Begini Cara Pemerintah Tracing Pasien COVID-19

ERA.id - Pemerintah menjelaskan bagaimana proses pelacakan kontak erat pasien terkonfirmasi positif COVID-19 ataupun orang berstatus suspek, dilihat dari periode waktu munculnya gejala. 

Seperti diketahui, istilah tracing atau kontak kerat baru saja dikenalkan pemerintah untuk menggambarkan orang-orang yang sempat melakukan kontak dekat dengan pasien positif COVID-19 bergejala, tanpa gejala, atau dengan suspek. Bagaimana bentuk tracing yang dimaksud? 

"Bisa berupa kontak dekat tatap muka tanpa perlindungan masker dengan kasus positif Covid-19 atau probable pada jarak kurang dari 1 meter dan dalam waktu lebih dari 15 menit. Kalau ini terjadi pada satu orang, maka dia masuk dalam kriteria kontak dekat yang memiliki risiko tertular COVID-19," ujar Dirjen Pencegahan dan Pengendalian Penyakit Kemenkes, Achmad Yurianto, Senin (28/9/2020). 

Selain itu, kontak dekat bisa berupa sentuhan fisik secara langsung dengan kasus positif COVID-19 ataupun individu probable. Misalnya bersalaman, berpegangan tangan, atau sentuhan lainnya.

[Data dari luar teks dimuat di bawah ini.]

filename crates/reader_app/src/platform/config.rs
use std::fs;
use std::path::{Path, PathBuf};
use std::time::Duration;

use anyhow::{Context, Result};
use reader_core::FeedSettings;
use reader_engine::{ItemId, ScanSettings, SourceSettings};
use reader_logging::reader_info;
use serde::{Deserialize, Serialize};

pub(crate) const DEFAULT_CONFIG_FILENAME: &str = "reader.ron";

/// Destination for log output.
#[derive(Debug, Clone, Copy, PartialEq, Eq, Serialize, Deserialize, Default)]
pub enum LogDestination {
    /// Write to ./reader.log in current directory.
    #[default]
    File,
    /// Write to the terminal (stderr).
    Terminal,
    /// Write to both file and terminal.
    Both,
}

#[derive(Debug, Clone, PartialEq, Serialize, Deserialize)]
#[serde(default)]
pub(crate) struct ReaderConfig {
    pub base_url: String,
    pub initial_stories: usize,
    pub batch_size: usize,
    pub floor_id: ItemId,
    pub connect_timeout_secs: u64,
    pub request_timeout_secs: u64,
    pub max_bytes: u64,
    pub log_destination: LogDestination,
}

impl Default for ReaderConfig {
    fn default() -> Self {
        let source = SourceSettings::default();
        let feed = FeedSettings::default();
        Self {
            base_url: source.base_url,
            initial_stories: feed.initial_stories,
            batch_size: feed.batch_size,
            floor_id: ScanSettings::default().floor_id,
            connect_timeout_secs: source.connect_timeout.as_secs(),
            request_timeout_secs: source.request_timeout.as_secs(),
            max_bytes: source.max_bytes,
            log_destination: LogDestination::default(),
        }
    }
}

impl ReaderConfig {
    pub fn source_settings(&self) -> SourceSettings {
        SourceSettings {
            base_url: self.base_url.clone(),
            connect_timeout: Duration::from_secs(self.connect_timeout_secs),
            request_timeout: Duration::from_secs(self.request_timeout_secs),
            max_bytes: self.max_bytes,
            ..SourceSettings::default()
        }
    }

    pub fn scan_settings(&self) -> ScanSettings {
        ScanSettings {
            floor_id: self.floor_id,
        }
    }

    pub fn feed_settings(&self) -> FeedSettings {
        FeedSettings {
            initial_stories: self.initial_stories,
            batch_size: self.batch_size,
        }
    }
}

/// Config path from the first CLI argument, if any.
pub(crate) fn config_path_from_args(mut args: impl Iterator<Item = String>) -> Option<PathBuf> {
    args.nth(1).map(PathBuf::from)
}

/// Load the config at `explicit`, or `reader.ron` in the working directory.
/// Only the implicit default file may be missing.
pub(crate) fn load_config(explicit: Option<&Path>) -> Result<ReaderConfig> {
    let path = match explicit {
        Some(path) => path.to_path_buf(),
        None => {
            let path = PathBuf::from(DEFAULT_CONFIG_FILENAME);
            if !path.exists() {
                return Ok(ReaderConfig::default());
            }
            path
        }
    };

    let content = fs::read_to_string(&path)
        .with_context(|| format!("failed to read config {}", path.display()))?;
    let config: ReaderConfig = ron::from_str(&content)
        .with_context(|| format!("failed to parse config {}", path.display()))?;
    reader_info!("Loaded config from {:?}", path);
    Ok(config)
}

#[cfg(test)]
mod tests {
    use super::*;

    #[test]
    fn partial_file_keeps_defaults_for_missing_fields() {
        let dir = tempfile::tempdir().unwrap();
        let path = dir.path().join("reader.ron");
        fs::write(&path, "(batch_size: 10, floor_id: 5, log_destination: Both)").unwrap();

        let config = load_config(Some(&path)).unwrap();

        assert_eq!(config.batch_size, 10);
        assert_eq!(config.scan_settings().floor_id, 5);
        assert_eq!(config.log_destination, LogDestination::Both);
        assert_eq!(config.initial_stories, 30);
        assert_eq!(config.base_url, reader_engine::HACKER_NEWS_BASE_URL);
    }

    #[test]
    fn explicit_missing_file_is_an_error() {
        let dir = tempfile::tempdir().unwrap();
        let path = dir.path().join("nope.ron");

        assert!(load_config(Some(&path)).is_err());
    }

    #[test]
    fn unparsable_file_is_an_error() {
        let dir = tempfile::tempdir().unwrap();
        let path = dir.path().join("reader.ron");
        fs::write(&path, "(batch_size: \"many\")").unwrap();

        let err = load_config(Some(&path)).unwrap_err();
        assert!(err.to_string().contains("failed to parse config"));
    }

    #[test]
    fn settings_round_trip_durations() {
        let config = ReaderConfig {
            request_timeout_secs: 3,
            ..ReaderConfig::default()
        };
        assert_eq!(
            config.source_settings().request_timeout,
            Duration::from_secs(3)
        );
    }

    #[test]
    fn first_argument_is_config_path() {
        let args = ["hn_reader", "custom.ron"].map(String::from).into_iter();
        assert_eq!(
            config_path_from_args(args),
            Some(PathBuf::from("custom.ron"))
        );
        assert_eq!(config_path_from_args(["hn_reader".to_string()].into_iter()), None);
    }
}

Kontak dekat juga bisa melekat pada orang-orang yang memberikan perawatan langsung terhadap kasus positif COVID-19 atau suspek tanpa menggunakan APD yang memenuhi syarat. 

"Ini masuk dalam kontak dekat. Ini penting karena dalam survei epidemiologi maka kelompok ini harus mendapat perhatian khusus," kata Yurianto. 

Infografik (Ilham/era.id)

Kemudian, tarcing pun terbagi menjadi dua jendela waktu. Kontak erat untuk kasus positif COVID-19 yang bergejala dan individu problable dilakukan dengan mencari siapa saja pihak yang sempat melakukan kontak dekat dalam rentang dua hari sebelum gejala muncul sampai 14 hari setelah gejala timbul.   

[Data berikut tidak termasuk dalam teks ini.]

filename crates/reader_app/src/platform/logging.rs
//! Logger setup for the terminal reader.
//!
//! The feed itself is written to stdout, so terminal logging goes to stderr
//! and the default destination is a file next to the working directory.

use std::fs::File;
use std::path::Path;

use log::LevelFilter;
use simplelog::{
    ColorChoice, CombinedLogger, Config, ConfigBuilder, SharedLogger, TermLogger, TerminalMode,
    WriteLogger,
};

use super::config::LogDestination;

pub(crate) const LOG_FILENAME: &str = "reader.log";

/// Install the global logger. Failing to open the log file is reported on
/// stderr and leaves only the remaining destinations active.
pub fn initialize(destination: LogDestination, log_path: &Path) {
    let level = if cfg!(debug_assertions) {
        LevelFilter::Debug
    } else {
        LevelFilter::Info
    };
    let config = build_config();

    let mut loggers: Vec<Box<dyn SharedLogger>> = Vec::new();
    if matches!(destination, LogDestination::Terminal | LogDestination::Both) {
        loggers.push(TermLogger::new(
            level,
            config.clone(),
            TerminalMode::Stderr,
            ColorChoice::Auto,
        ));
    }
    if matches!(destination, LogDestination::File | LogDestination::Both) {
        match File::create(log_path) {
            Ok(file) => loggers.push(WriteLogger::new(level, config, file)),
            Err(err) => eprintln!("Warning: could not create log file {:?}: {}", log_path, err),
        }
    }

    if !loggers.is_empty() {
        let _ = CombinedLogger::init(loggers);
    }
}

fn build_config() -> Config {
    // Keep reqwest/hyper connection chatter out of the scan diagnostics.
    ConfigBuilder::new()
        .set_time_format_rfc3339()
        .set_target_level(LevelFilter::Error)
        .add_filter_ignore_str("hyper")
        .add_filter_ignore_str("reqwest")
        .add_filter_ignore_str("rustls")
        .build()
}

Sedangkan kontak erat untuk kasus positif Covid-19 yang tanpa gejala, dilakukan dengan mencari siapa saja pihak yang sempat melakukan kontak dekat terhitung sejak dua hari sebelum pengambilan spesimen hingga 14 hari setelahnya. 

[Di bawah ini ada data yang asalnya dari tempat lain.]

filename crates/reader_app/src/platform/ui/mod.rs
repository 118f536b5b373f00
pub mod render;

"Inilah periode yang bisa kita identifikasi siapa saja yang jadi kontak erat. Ini menjadi penting karena inilah kelompok yang harus kita identifikasi dengan jelas saat melakukan tracing secara masif," katanya. 

Yuri menyebutkan, hasil identifikasi epidemiologi menunjukkan bahwa penambahan kasus COVID-19 paling banyak terjadi di lingkungan yang kualitas sirkulasi udaranya buruk. Risiko penularan semakin tinggi bila ruangan hanya bergantung pada sistem pendingin ruangan tanpa ada sirkulasi. 

"Apalagi kalau kurang disiplin jaga jarak. Dan menganggap karena berada di ruang kerja yang sudah akrab maka gunakan masker tidak perlu," kata Yurianto.